Before We Get Started…
The great thing about these technologies is they’re easy to deploy and in all honesty one product doesn’t fit all situations, if you gather together three business’ and ask them to tell you what defence software they employ and why, you would get a lively debate indeed. Unfortunately, the “BIG three” technologies don’t work well against cybercriminals without other foundational components in place. It’s akin to building a house on a shaky foundation—we all know what happens to the house over time.
What The BIG Three Defences Provide
“Kill it dead before it even gets inside the organisation.”
That’s the central idea behind an on-premises or cloud-based mail protection product. Mail protection cuts down on spam, quarantines emails with suspicious attachments, and even combats phishing attempts. Some mail protection products use multiple live antivirus engines to scan for threats and protect the network, while others conduct “sandbox” analyses to check if any attachments cause problems this means it opens the attachments and checks contents in a safe environment before it hits a business.
Mail protection can be helpful in two scenarios. First, mail protection helps prevent malicious email from coming into the organization. Second, mail protection also helps when spam or malicious emails go out of the organization. It’s not uncommon for cybercriminals to hijack inboxes as a way of sending out spam or spoofing the senders’ information for a phishing scam.
“Kill it dead before it infects the workstation.”
That’s the central role of your antivirus product—whatever product you choose. If cyber-criminals attack using a known exploit of an installed software program, a simple click on a link or opening an attachment can allow access to the workstation opening a connection out to the internet, your antivirus should detect the issue and attempt to stop it. Look for an antivirus program that includes signature-based scanning, heuristic detection, and behavioural analysis to get the greatest protection.
“Kill the network connection or prevent infection in the first place.”
Web protection can be great for keeping users off sites that could potentially infect their computers. But it does more than just that. Web proxy and network layer protections can be used as a last-ditch preventive technology to try to block a Trojan’s attempts to download a malicious payload. With cybercriminals’ access to anonymous or compromised servers, and even Dark Web servers, network layer protections are truly last ditch, but they’re useful nonetheless. Certainly, if traffic analysis shows communication to potentially malicious sites, that could be a good indicator of compromise. Network layer protections help identify the presence of something bad if the email protection and antivirus missed it.

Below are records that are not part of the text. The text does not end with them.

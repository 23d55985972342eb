use crate::{block_query, sign_record_set, RecordStore};
use dashmap::DashMap;
use serde::{Deserialize, Serialize};
use std::path::{Path, PathBuf};
use std::time::SystemTime;
use zns_core::label::Label;
use zns_core::record::RecordSet;
use zns_core::zone::ZonePub;
use zns_core::{SignedBlock, ZnsError};
use zns_crypto::{PublicKey, SecretKey};

/// The shape persisted to one JSON file per zone.
#[derive(Debug, Default, Serialize, Deserialize)]
struct ZoneFile {
    #[serde(default)]
    labels: std::collections::HashMap<String, RecordSet>,
}

/// Disk-backed record store (§4.3): one JSON file per zone under `dir`,
/// written atomically (tmp file then rename), with an in-process cache in
/// front so `lookup_block` stays allocation-light on the hot path.
pub struct FileStore {
    dir: PathBuf,
    zones: DashMap<ZonePub, DashMap<Label, RecordSet>>,
    blocks: DashMap<[u8; 32], SignedBlock>,
}

impl FileStore {
    pub fn new(dir: impl Into<PathBuf>) -> Self {
        FileStore {
            dir: dir.into(),
            zones: DashMap::new(),
            blocks: DashMap::new(),
        }
    }

    fn zone_path(&self, zone: &ZonePub) -> PathBuf {
        self.dir.join(format!("{}.json", zone.to_hex()))
    }

    fn load_zone(&self, zone: &ZonePub) -> dashmap::mapref::one::Ref<'_, ZonePub, DashMap<Label, RecordSet>> {
        if !self.zones.contains_key(zone) {
            let loaded = read_zone_file(&self.zone_path(zone));
            self.zones.insert(*zone, loaded);
        }
        self.zones.get(zone).expect("just inserted")
    }

    fn persist_zone(&self, zone: &ZonePub) -> Result<(), ZnsError> {
        let Some(labels) = self.zones.get(zone) else {
            return Ok(());
        };
        let zone_file = ZoneFile {
            labels: labels
                .iter()
                .map(|e| (e.key().as_str().to_string(), e.value().clone()))
                .collect(),
        };
        let json = serde_json::to_string_pretty(&zone_file)?;

        std::fs::create_dir_all(&self.dir)?;
        let path = self.zone_path(zone);
        let tmp = path.with_extension("json.tmp");
        std::fs::write(&tmp, &json)?;
        std::fs::rename(&tmp, &path)?;
        Ok(())
    }
}

fn read_zone_file(path: &Path) -> DashMap<Label, RecordSet> {
    let out = DashMap::new();
    let Ok(data) = std::fs::read_to_string(path) else {
        return out;
    };
    let zone_file: ZoneFile = match serde_json::from_str(&data) {
        Ok(z) => z,
        Err(e) => {
            tracing::warn!(error = %e, path = %path.display(), "zone file is malformed, ignoring");
            return out;
        }
    };
    for (label_str, records) in zone_file.labels {
        if let Ok(label) = Label::new(&label_str) {
            out.insert(label, records);
        }
    }
    out
}

impl RecordStore for FileStore {
    fn cache_block(&self, block: SignedBlock) -> Result<(), ZnsError> {
        let query = block_query(&block.derived_pub);
        self.blocks.insert(query, block);
        Ok(())
    }

    fn lookup_block(&self, query: &[u8; 32]) -> Result<Option<SignedBlock>, ZnsError> {
        Ok(self.blocks.get(query).map(|b| b.clone()))
    }

    fn store_records(
        &self,
        zone_sk: &SecretKey,
        label: &Label,
        records: RecordSet,
        now: SystemTime,
    ) -> Result<(), ZnsError> {
        let zone_pub = ZonePub(zone_sk.public_of().to_bytes());
        {
            let labels = self.load_zone(&zone_pub);
            if records.is_empty() {
                labels.remove(label);
            } else {
                let block = sign_record_set(zone_sk, label, &records, now);
                labels.insert(label.clone(), records);
                self.cache_block(block)?;
            }
        }
        self.persist_zone(&zone_pub)
    }

    fn iterate_records(
        &self,
        zone: Option<ZonePub>,
        offset: usize,
    ) -> Result<Option<(ZonePub, Label, RecordSet)>, ZnsError> {
        if let Some(wanted) = zone {
            let labels = self.load_zone(&wanted);
            return Ok(labels
                .iter()
                .nth(offset)
                .map(|e| (wanted, e.key().clone(), e.value().clone())));
        }

        // Whole-store iteration only covers zones already loaded into
        // memory; on-disk zones never touched this process are out of
        // scope for the "all zones" form, matching the "undefined-but-
        // stable-for-the-iteration" ordering the interface promises.
        let mut seen = 0usize;
        for zone_entry in self.zones.iter() {
            for label_entry in zone_entry.value().iter() {
                if seen == offset {
                    return Ok(Some((
                        *zone_entry.key(),
                        label_entry.key().clone(),
                        label_entry.value().clone(),
                    )));
                }
                seen += 1;
            }
        }
        Ok(None)
    }

    fn zone_to_name(
        &self,
        zone_sk: &SecretKey,
        target_pub: &PublicKey,
    ) -> Result<Option<Label>, ZnsError> {
        let zone_pub = ZonePub(zone_sk.public_of().to_bytes());
        let labels = self.load_zone(&zone_pub);
        for entry in labels.iter() {
            for record in entry.value() {
                if record.delegation_pubkey() == Some(target_pub.to_bytes()) {
                    return Ok(Some(entry.key().clone()));
                }
            }
        }
        Ok(None)
    }
}

#[cfg(test)]
mod tests {
    use super::*;
    use rand::rngs::OsRng;
    use tempfile::tempdir;
    use zns_core::record::{Record, RecordFlags, RecordType};

    fn zone() -> SecretKey {
        SecretKey::generate(&mut OsRng)
    }

    fn now() -> SystemTime {
        SystemTime::UNIX_EPOCH + std::time::Duration::from_secs(1_700_000_000)
    }

    #[test]
    fn store_records_persists_and_reloads_across_instances() {
        let dir = tempdir().unwrap();
        let sk = zone();
        let label = Label::new("example").unwrap();
        let records = vec![Record::new(RecordType::A, RecordFlags::AUTHORITATIVE, 10_000_000, vec![93, 184, 216, 34])];

        {
            let store = FileStore::new(dir.path());
            store.store_records(&sk, &label, records.clone(), now()).unwrap();
        }

        let store2 = FileStore::new(dir.path());
        let zone_pub = ZonePub(sk.public_of().to_bytes());
        let found = store2.iterate_records(Some(zone_pub), 0).unwrap();
        assert_eq!(found, Some((zone_pub, label, records)));
    }

    #[test]
    fn malformed_zone_file_is_treated_as_empty() {
        let dir = tempdir().unwrap();
        let sk = zone();
        let zone_pub = ZonePub(sk.public_of().to_bytes());
        std::fs::write(dir.path().join(format!("{}.json", zone_pub.to_hex())), "not json").unwrap();

        let store = FileStore::new(dir.path());
        assert_eq!(store.iterate_records(Some(zone_pub), 0).unwrap(), None);
    }

    #[test]
    fn delete_then_lookup_returns_none() {
        let dir = tempdir().unwrap();
        let sk = zone();
        let label = Label::new("foo").unwrap();
        let records = vec![Record::new(RecordType::A, RecordFlags::AUTHORITATIVE, 10_000, vec![10, 0, 0, 1])];

        let store = FileStore::new(dir.path());
        store.store_records(&sk, &label, records, now()).unwrap();
        store.store_records(&sk, &label, vec![], now()).unwrap();

        let pk = sk.public_of();
        let derived_pub = zns_crypto::derive_public(&pk, label.as_str());
        let query = zns_crypto::hash(&derived_pub.to_bytes());
        assert_eq!(store.lookup_block(&query).unwrap(), None);
    }
}
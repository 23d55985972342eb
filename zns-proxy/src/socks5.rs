//! SOCKS5 front-end state machine (§4.7). One connection, one `S5R`
//! (a "SOCKS5 request" object carrying its phase and whatever bytes the
//! client/upstream have exchanged so far). Only the no-auth method and
//! the CONNECT command are supported; anything else is rejected by
//! closing the socket without writing a reply.

use std::net::{IpAddr, Ipv4Addr, Ipv6Addr, SocketAddr};
use std::time::Duration;

use tokio::io::{AsyncReadExt, AsyncWriteExt};
use tokio::net::TcpStream;

use zns_core::zone::ZonePub;
use zns_core::{ZnsConfig, ZnsError};
use zns_resolver::dht::DhtClient;
use zns_resolver::ResolveOutcome;
use zns_store::RecordStore;

const SOCKS_VERSION: u8 = 0x05;
const METHOD_NO_AUTH: u8 = 0x00;
const METHOD_NO_ACCEPTABLE: u8 = 0xff;
const CMD_CONNECT: u8 = 0x01;
const ATYP_IPV4: u8 = 0x01;
const ATYP_DOMAIN: u8 = 0x03;
const ATYP_IPV6: u8 = 0x04;

const REPLY_SUCCEEDED: u8 = 0x00;
const REPLY_GENERAL_FAILURE: u8 = 0x01;
const REPLY_HOST_UNREACHABLE: u8 = 0x04;
const REPLY_COMMAND_NOT_SUPPORTED: u8 = 0x07;

#[derive(Debug, Clone, Copy, PartialEq, Eq)]
pub enum Phase {
    Init,
    Request,
    Resolving,
    DataTransfer,
    WriteThenCleanup,
    SocketWithServer,
}

/// Target requested by the client, parsed from the SOCKS5 request.
#[derive(Debug, Clone)]
pub enum Target {
    Addr(SocketAddr),
    Domain { host: String, port: u16 },
}

/// A SOCKS5 request in flight. `phase` tracks progress; `target` is set
/// once the request's address/domain has been parsed.
pub struct S5R {
    pub phase: Phase,
    pub target: Option<Target>,
}

impl S5R {
    pub fn new() -> Self {
        S5R { phase: Phase::Init, target: None }
    }
}

impl Default for S5R {
    fn default() -> Self {
        Self::new()
    }
}

/// Returns `true` if `host` (or a suffix label of it) matches one of the
/// configured managed suffixes, i.e. should be routed through the name
/// resolver rather than plain DNS.
pub fn is_managed(host: &str, managed_suffixes: &[String]) -> bool {
    let host = host.trim_end_matches('.');
    managed_suffixes.iter().any(|suffix| {
        host.eq_ignore_ascii_case(suffix) || host.to_ascii_lowercase().ends_with(&format!(".{}", suffix.to_ascii_lowercase()))
    })
}

/// Strips the matched managed suffix label (and its separating dot) from
/// `host`, so the resolver only ever sees labels that belong to the name
/// hierarchy rooted at the local zone. Returns `host` unchanged if no
/// suffix matches.
pub fn strip_managed_suffix(host: &str, managed_suffixes: &[String]) -> String {
    let trimmed = host.trim_end_matches('.');
    for suffix in managed_suffixes {
        if trimmed.eq_ignore_ascii_case(suffix) {
            return String::new();
        }
        let dotted = format!(".{}", suffix);
        if trimmed.to_ascii_lowercase().ends_with(&dotted.to_ascii_lowercase()) {
            return trimmed[..trimmed.len() - dotted.len()].to_string();
        }
    }
    trimmed.to_string()
}

/// Drives the greeting + request phases of the handshake. Returns the
/// parsed `Target` on success. On any protocol violation the connection
/// is closed without a reply (§8 scenario 1: a `0x04` version byte gets
/// no response at all).
pub async fn handshake(stream: &mut TcpStream, r: &mut S5R, timeout: Duration) -> Result<Target, ZnsError> {
    r.phase = Phase::Init;
    tokio::time::timeout(timeout, read_greeting(stream))
        .await
        .map_err(|_| protocol_err("handshake timed out waiting for greeting"))??;

    r.phase = Phase::Request;
    let target = tokio::time::timeout(timeout, read_request(stream))
        .await
        .map_err(|_| protocol_err("handshake timed out waiting for request"))??;

    r.target = Some(target.clone());
    Ok(target)
}

fn protocol_err(msg: &str) -> ZnsError {
    ZnsError::ProtocolError(msg.to_string())
}

async fn read_greeting(stream: &mut TcpStream) -> Result<(), ZnsError> {
    let mut header = [0u8; 2];
    stream.read_exact(&mut header).await.map_err(|_| protocol_err("truncated greeting"))?;
    let (version, nmethods) = (header[0], header[1]);
    if version != SOCKS_VERSION {
        return Err(protocol_err("unsupported SOCKS version"));
    }

    let mut methods = vec![0u8; nmethods as usize];
    stream.read_exact(&mut methods).await.map_err(|_| protocol_err("truncated method list"))?;

    if !methods.contains(&METHOD_NO_AUTH) {
        let _ = stream.write_all(&[SOCKS_VERSION, METHOD_NO_ACCEPTABLE]).await;
        return Err(ZnsError::MethodNotSupported("no acceptable auth method".into()));
    }

    stream
        .write_all(&[SOCKS_VERSION, METHOD_NO_AUTH])
        .await
        .map_err(|_| protocol_err("failed to write method selection"))?;
    Ok(())
}

async fn read_request(stream: &mut TcpStream) -> Result<Target, ZnsError> {
    let mut header = [0u8; 4];
    stream.read_exact(&mut header).await.map_err(|_| protocol_err("truncated request header"))?;
    let (version, cmd, _rsv, atyp) = (header[0], header[1], header[2], header[3]);

    if version != SOCKS_VERSION {
        return Err(protocol_err("unsupported SOCKS version in request"));
    }
    if cmd != CMD_CONNECT {
        write_reply(stream, REPLY_COMMAND_NOT_SUPPORTED).await.ok();
        return Err(ZnsError::MethodNotSupported("only CONNECT is supported".into()));
    }

    let target = match atyp {
        ATYP_IPV4 => {
            let mut buf = [0u8; 4];
            stream.read_exact(&mut buf).await.map_err(|_| protocol_err("truncated IPv4 address"))?;
            let port = read_port(stream).await?;
            Target::Addr(SocketAddr::new(IpAddr::V4(Ipv4Addr::from(buf)), port))
        }
        ATYP_IPV6 => {
            let mut buf = [0u8; 16];
            stream.read_exact(&mut buf).await.map_err(|_| protocol_err("truncated IPv6 address"))?;
            let port = read_port(stream).await?;
            Target::Addr(SocketAddr::new(IpAddr::V6(Ipv6Addr::from(buf)), port))
        }
        ATYP_DOMAIN => {
            let mut len_buf = [0u8; 1];
            stream.read_exact(&mut len_buf).await.map_err(|_| protocol_err("truncated domain length"))?;
            let mut domain_buf = vec![0u8; len_buf[0] as usize];
            stream.read_exact(&mut domain_buf).await.map_err(|_| protocol_err("truncated domain name"))?;
            let host = String::from_utf8(domain_buf).map_err(|_| protocol_err("domain name is not valid utf-8"))?;
            let port = read_port(stream).await?;
            Target::Domain { host, port }
        }
        _ => return Err(protocol_err("unsupported address type")),
    };

    Ok(target)
}

async fn read_port(stream: &mut TcpStream) -> Result<u16, ZnsError> {
    let mut buf = [0u8; 2];
    stream.read_exact(&mut buf).await.map_err(|_| protocol_err("truncated port"))?;
    Ok(u16::from_be_bytes(buf))
}

async fn write_reply(stream: &mut TcpStream, code: u8) -> Result<(), ZnsError> {
    // BND.ADDR/BND.PORT are unused for CONNECT once the byte stream starts
    // forwarding; zero them per RFC 1928.
    let reply = [SOCKS_VERSION, code, 0x00, ATYP_IPV4, 0, 0, 0, 0, 0, 0];
    stream.write_all(&reply).await.map_err(|_| protocol_err("failed to write SOCKS5 reply"))
}

pub async fn write_success(stream: &mut TcpStream) -> Result<(), ZnsError> {
    write_reply(stream, REPLY_SUCCEEDED).await
}

pub async fn write_failure(stream: &mut TcpStream, err: &ZnsError) -> Result<(), ZnsError> {
    write_reply(stream, err.socks5_reply_code()).await
}

/// Resolves a managed-suffix domain target via the name resolver,
/// returning the preferred address bytes and the legacy hostname (if
/// any) to present upstream as the HTTP `Host` header.
pub async fn resolve_managed_target(
    store: &dyn RecordStore,
    dht: &dyn DhtClient,
    config: &ZnsConfig,
    root: ZonePub,
    host: &str,
) -> Result<ResolveOutcome, ZnsError> {
    zns_resolver::resolve(
        store,
        dht,
        root,
        host,
        Duration::from_millis(config.resolver.resolution_budget_ms),
        Duration::from_millis(config.resolver.dht_fetch_timeout_ms),
    )
    .await
}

It’s no secret that parts of the web are absolutely riddled with malware. Stolen content sites (popular movies and TV shows) and adult material are both extremely dangerous for even the most protected endpoints to visit. Web protection keeps users off those sites to prevent malware (as well as human resources issues).
Endpoint Defences Are a Must
Most compliance frameworks require endpoint defences. But given the dangers and capabilities of cybercriminals, the “BIG three” need reinforcements and must stand on a solid foundation to maximize endpoint and data protection.
The final word: don’t skimp on endpoint defences, but don’t forget to employ other foundational technologies as well to help ensure protection for data at all levels.